260. It is noteworthy that, in the 22 years since the Soering judgment, the Court has never found that an expulsion would be in violation of art 6. This fact, when taken with the examples given in the preceding paragraph, serves to underline the Court's view that "flagrant denial of justice" is a stringent test of unfairness. A flagrant denial of justice goes beyond mere irregularities or lack of safeguards in the trial procedures such as might result in a breach of art 6 if occurring within the Contracting State itself. What is required is a breach of the principles of fair trial guaranteed by art 6 which is so fundamental as to amount to a nullification, or destruction of the very essence, of the right guaranteed by that article.
261. In assessing whether this test has been met, the Court considers that the same standard and burden of proof should apply as in art 3 expulsion cases. Therefore, it is for the applicant to adduce evidence capable of proving that there are substantial grounds for believing that, if he is removed from a Contracting State, he would be exposed to a real risk of being subjected to a flagrant denial of justice. Where such evidence is adduced, it is for the Government to dispel any doubts about it. "

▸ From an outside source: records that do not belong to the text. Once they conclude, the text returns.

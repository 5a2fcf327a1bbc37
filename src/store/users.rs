//! User documents.
//!
//! Users live at `users/<id>`. Security-sensitive lookups (by email, password
//! hash, reset token) fold store failures into `None` so callers cannot tell
//! a missing account from an unreachable store; the real error is logged
//! here first.

use crate::auth::totp::TotpCipher;
use crate::error::{AppError, StoreError};
use crate::store::DocumentStore;
use base64::engine::general_purpose::STANDARD as BASE64;
use base64::Engine;
use chrono::{DateTime, Utc};
use serde::{Deserialize, Serialize};
use serde_json::json;
use std::sync::Arc;
use tracing::error;
use uuid::Uuid;

#[derive(Debug, Clone, Serialize)]
pub struct User {
    pub id: String,
    pub email: String,
    pub username: String,
    pub email_verified: bool,
    pub registered_2fa: bool,
}

pub struct NewUser {
    pub email: String,
    pub username: String,
    pub password_hash: String,
    pub reset_token_hash: String,
    pub reset_token_expires_at: DateTime<Utc>,
}

#[derive(Debug, Serialize, Deserialize)]
#[serde(rename_all = "camelCase")]
struct UserDoc {
    email: String,
    username: String,
    password_hash: String,
    #[serde(default)]
    email_verified: bool,
    #[serde(default)]
    totp_key: Option<String>,
    #[serde(default)]
    reset_token_hash: Option<String>,
    #[serde(default)]
    reset_token_expires_at: Option<i64>,
    #[serde(default)]
    created_at: i64,
}

impl UserDoc {
    fn into_user(self, id: String) -> User {
        User {
            id,
            email: self.email,
            username: self.username,
            email_verified: self.email_verified,
            registered_2fa: self.totp_key.as_deref().is_some_and(|k| !k.is_empty()),
        }
    }
}

pub struct ResetToken {
    pub token_hash: String,
    pub expires_at: DateTime<Utc>,
}

pub struct UserRepo {
    store: Arc<dyn DocumentStore>,
    cipher: Arc<TotpCipher>,
}

fn user_path(id: &str) -> String {
    format!("users/{}", id)
}

impl UserRepo {
    pub fn new(store: Arc<dyn DocumentStore>, cipher: Arc<TotpCipher>) -> Self {
        Self { store, cipher }
    }

    pub async fn create_user(&self, new: NewUser) -> Result<User, AppError> {
        let id = Uuid::new_v4().to_string();
        let doc = UserDoc {
            email: new.email,
            username: new.username,
            password_hash: new.password_hash,
            email_verified: false,
            totp_key: None,
            reset_token_hash: Some(new.reset_token_hash),
            reset_token_expires_at: Some(new.reset_token_expires_at.timestamp()),
            created_at: Utc::now().timestamp(),
        };
        let value = serde_json::to_value(&doc)
            .map_err(|e| AppError::Internal(format!("user doc: {}", e)))?;
        self.store.set(&user_path(&id), value).await?;
        Ok(doc.into_user(id))
    }

    async fn find_by_email(&self, email: &str) -> Result<Option<(String, UserDoc)>, StoreError> {
        let Some((id, value)) = self.store.query_by_field("users", "email", email).await? else {
            return Ok(None);
        };
        let doc: UserDoc = serde_json::from_value(value).map_err(|e| StoreError::Malformed {
            path: user_path(&id),
            detail: e.to_string(),
        })?;
        Ok(Some((id, doc)))
    }

    pub async fn get_user(&self, id: &str) -> Option<User> {
        let value = match self.store.get(&user_path(id)).await {
            Ok(Some(value)) => value,
            Ok(None) => return None,
            Err(e) => {
                error!("user lookup failed for {}: {}", id, e);
                return None;
            }
        };
        match serde_json::from_value::<UserDoc>(value) {
            Ok(doc) => Some(doc.into_user(id.to_string())),
            Err(e) => {
                error!("malformed user document at {}: {}", user_path(id), e);
                None
            }
        }
    }

    pub async fn get_user_from_email(&self, email: &str) -> Option<User> {
        match self.find_by_email(email).await {
            Ok(Some((id, doc))) => Some(doc.into_user(id)),
            Ok(None) => None,
            Err(e) => {
                error!("user email lookup failed: {}", e);
                None
            }
        }
    }

    pub async fn get_password_hash(&self, email: &str) -> Option<String> {
        match self.find_by_email(email).await {
            Ok(Some((_, doc))) => Some(doc.password_hash),
            Ok(None) => None,
            Err(e) => {
                error!("password hash lookup failed: {}", e);
                None
            }
        }
    }

    pub async fn get_reset_token(&self, email: &str) -> Option<ResetToken> {
        match self.find_by_email(email).await {
            Ok(Some((_, doc))) => {
                let token_hash = doc.reset_token_hash?;
                let expires_at =
                    DateTime::from_timestamp(doc.reset_token_expires_at?, 0)?;
                Some(ResetToken {
                    token_hash,
                    expires_at,
                })
            }
            Ok(None) => None,
            Err(e) => {
                error!("reset token lookup failed: {}", e);
                None
            }
        }
    }

    /// Re-hashes done by the caller; this also marks the email verified and
    /// is the tail end of the set-password flow.
    pub async fn update_password(&self, email: &str, new_hash: &str) -> Result<(), AppError> {
        let (id, _) = self
            .find_by_email(email)
            .await?
            .ok_or_else(|| AppError::Internal("no user for password update".to_string()))?;
        self.store
            .update(
                &user_path(&id),
                json!({ "passwordHash": new_hash, "emailVerified": true }),
            )
            .await?;
        Ok(())
    }

    pub async fn clear_reset_token(&self, email: &str) -> Result<(), AppError> {
        let (id, _) = self
            .find_by_email(email)
            .await?
            .ok_or_else(|| AppError::Internal("no user for reset token clear".to_string()))?;
        self.store
            .update(
                &user_path(&id),
                json!({ "resetTokenHash": null, "resetTokenExpiresAt": null }),
            )
            .await?;
        Ok(())
    }

    pub async fn get_totp_key(&self, user_id: &str) -> Option<Vec<u8>> {
        let value = match self.store.get(&user_path(user_id)).await {
            Ok(Some(value)) => value,
            Ok(None) => return None,
            Err(e) => {
                error!("totp key lookup failed for {}: {}", user_id, e);
                return None;
            }
        };
        let encoded = value.get("totpKey")?.as_str()?;
        let wrapped = match BASE64.decode(encoded) {
            Ok(bytes) => bytes,
            Err(e) => {
                error!("undecodable totp key for {}: {}", user_id, e);
                return None;
            }
        };
        match self.cipher.decrypt(&wrapped) {
            Ok(key) => Some(key),
            Err(e) => {
                error!("totp key decrypt failed for {}: {}", user_id, e);
                None
            }
        }
    }

    pub async fn update_totp_key(&self, user_id: &str, key: &[u8]) -> Result<(), AppError> {
        let wrapped = self.cipher.encrypt(key)?;
        self.store
            .update(
                &user_path(user_id),
                json!({ "totpKey": BASE64.encode(wrapped) }),
            )
            .await?;
        Ok(())
    }
}

#[cfg(test)]
mod tests {
    use super::*;
    use crate::auth::totp;
    use crate::store::MemoryStore;

    fn repo() -> UserRepo {
        let store = Arc::new(MemoryStore::new());
        let cipher = Arc::new(TotpCipher::from_hex(&"11".repeat(32)).unwrap());
        UserRepo::new(store, cipher)
    }

    fn new_user(email: &str) -> NewUser {
        NewUser {
            email: email.to_string(),
            username: "Alice Example".to_string(),
            password_hash: "$argon2id$fake".to_string(),
            reset_token_hash: "deadbeef".to_string(),
            reset_token_expires_at: Utc::now() + chrono::Duration::hours(1),
        }
    }

    #[tokio::test]
    async fn test_create_and_lookup() {
        let repo = repo();
        let created = repo.create_user(new_user("alice@example.com")).await.unwrap();
        assert!(!created.email_verified);
        assert!(!created.registered_2fa);

        let by_email = repo.get_user_from_email("alice@example.com").await.unwrap();
        assert_eq!(by_email.id, created.id);
        let by_id = repo.get_user(&created.id).await.unwrap();
        assert_eq!(by_id.email, "alice@example.com");

        assert!(repo.get_user_from_email("nobody@example.com").await.is_none());
        assert!(repo.get_user("missing-id").await.is_none());
    }

    #[tokio::test]
    async fn test_totp_key_round_trip_flips_registration() {
        let repo = repo();
        let user = repo.create_user(new_user("bob@example.com")).await.unwrap();
        assert!(repo.get_totp_key(&user.id).await.is_none());

        let key = totp::generate_totp_key();
        repo.update_totp_key(&user.id, &key).await.unwrap();

        let loaded = repo.get_totp_key(&user.id).await.unwrap();
        assert_eq!(loaded, key.to_vec());
        assert!(repo.get_user(&user.id).await.unwrap().registered_2fa);
    }

    #[tokio::test]
    async fn test_password_update_marks_email_verified() {
        let repo = repo();
        repo.create_user(new_user("carol@example.com")).await.unwrap();

        repo.update_password("carol@example.com", "$argon2id$new")
            .await
            .unwrap();
        assert_eq!(
            repo.get_password_hash("carol@example.com").await.unwrap(),
            "$argon2id$new"
        );
        assert!(
            repo.get_user_from_email("carol@example.com")
                .await
                .unwrap()
                .email_verified
        );
    }

    #[tokio::test]
    async fn test_reset_token_clears() {
        let repo = repo();
        repo.create_user(new_user("dave@example.com")).await.unwrap();
        assert!(repo.get_reset_token("dave@example.com").await.is_some());

        repo.clear_reset_token("dave@example.com").await.unwrap();
        assert!(repo.get_reset_token("dave@example.com").await.is_none());
    }
}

"45. On the evidence before us, the Spanish courts have made clear that they will apply the decision of the Grand Chamber. There is no reason to suggest that the courts would not do so. Thus, as the Spanish courts will abide by the decision of the Grand Chamber, it is difficult to see how it can be said that there would be a risk of flagrant breach of Article 7 if the appellant were now to be returned to Spain to await that decision. If the Grand Chamber upholds the decision of the Third Section, the Spanish courts will release him; if the Grand Chamber reverses the decision and holds there was no breach of Article 7, the appellant would have no case on Article 7. Spanish law, as we have set out, makes no provision for bail. It is difficult to see how it can be suggested that in circumstances where there is no real issue over the operation of Article 7, keeping a person in custody pending the determination of that issue could amount to the risk of a flagrant violation of Article 7. As we have reached this conclusion, it would not be right to adjourn our decision on that issue, for to do so would in effect be acting contrary to the respect which we should accord the decisions of the Spanish courts."
In my judgment, that principle applies equally to this case, particularly as the present appellant's case is very much weaker than that of Arranz.

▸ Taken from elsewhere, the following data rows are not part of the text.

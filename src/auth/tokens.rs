//! Token generation and one-way hashing.
//!
//! Session tokens are high-entropy secrets handed to the client; the store
//! only ever sees their SHA-256 digest, so a leaked store cannot reproduce a
//! valid cookie value. Reset tokens follow the same scheme.

use base64::engine::general_purpose::URL_SAFE_NO_PAD;
use base64::Engine;
use rand::rngs::OsRng;
use rand::RngCore;
use sha2::{Digest, Sha256};

/// 20 random bytes, unpadded text encoding. This is the raw cookie value.
pub fn generate_session_token() -> String {
    let mut bytes = [0u8; 20];
    OsRng.fill_bytes(&mut bytes);
    URL_SAFE_NO_PAD.encode(bytes)
}

/// 32 random bytes, hex. Embedded in set-password links.
pub fn generate_reset_token() -> String {
    let mut bytes = [0u8; 32];
    OsRng.fill_bytes(&mut bytes);
    hex::encode(bytes)
}

/// Derives the storage id for a token: lowercase-hex SHA-256.
pub fn hash_token(token: &str) -> String {
    hex::encode(Sha256::digest(token.as_bytes()))
}

#[cfg(test)]
mod tests {
    use super::*;

    #[test]
    fn test_session_tokens_are_unique_and_unpadded() {
        let a = generate_session_token();
        let b = generate_session_token();
        assert_ne!(a, b);
        assert!(!a.contains('='));
        // 20 bytes -> at least 27 base64 chars
        assert!(a.len() >= 27);
    }

    #[test]
    fn test_hash_token_is_deterministic() {
        let token = generate_session_token();
        assert_eq!(hash_token(&token), hash_token(&token));
        assert_ne!(hash_token(&token), token);
        assert_eq!(hash_token(&token).len(), 64);
        assert!(hash_token(&token)
            .chars()
            .all(|c| c.is_ascii_hexdigit() && !c.is_ascii_uppercase()));
    }

    #[test]
    fn test_reset_token_is_hex() {
        let token = generate_reset_token();
        assert_eq!(token.len(), 64);
        assert!(hex::decode(&token).is_ok());
    }
}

"232. The Court also considers that it would be illogical if an applicant who faced imprisonment in a receiving state after a flagrantly unfair trial could rely on art 6 to prevent his expulsion to that state but an applicant who faced imprisonment without any trial whatsoever could not rely on art 5 to prevent his expulsion. Equally, there may well be a situation when an applicant has already been convicted in the receiving state after a flagrantly unfair trial and is to be extradited to that state to serve a sentence of imprisonment. If there were no possibility of those criminal proceedings being reopened on his return, he could not rely on art 6 because he would not be at risk of a further flagrant denial of justice. It would be unreasonable if that applicant could not then rely on art 5 to prevent his extradition."
This was picked up by Mitting J in Frits Van Der Kramer v Belgium [2013] EWHC 500 (Admin), a conviction case, in which at paragraph 21 he said that the appellant's complaint in relation to the conviction warrant could only arise under Article 5. It does not seem to me to matter whether Article 6 or Article 5 should apply. If the conviction resulted from an unfair trial process, any custody would breach Article 5. Thus whether the case is considered as a breach of Article 6 or of Article 5 or both, the result would be the same, namely that extradition would be barred. Equally, if a real risk of a flagrant breach of Article 6 could not be established, Article 5 would not assist the requested person. The point is thus entirely academic.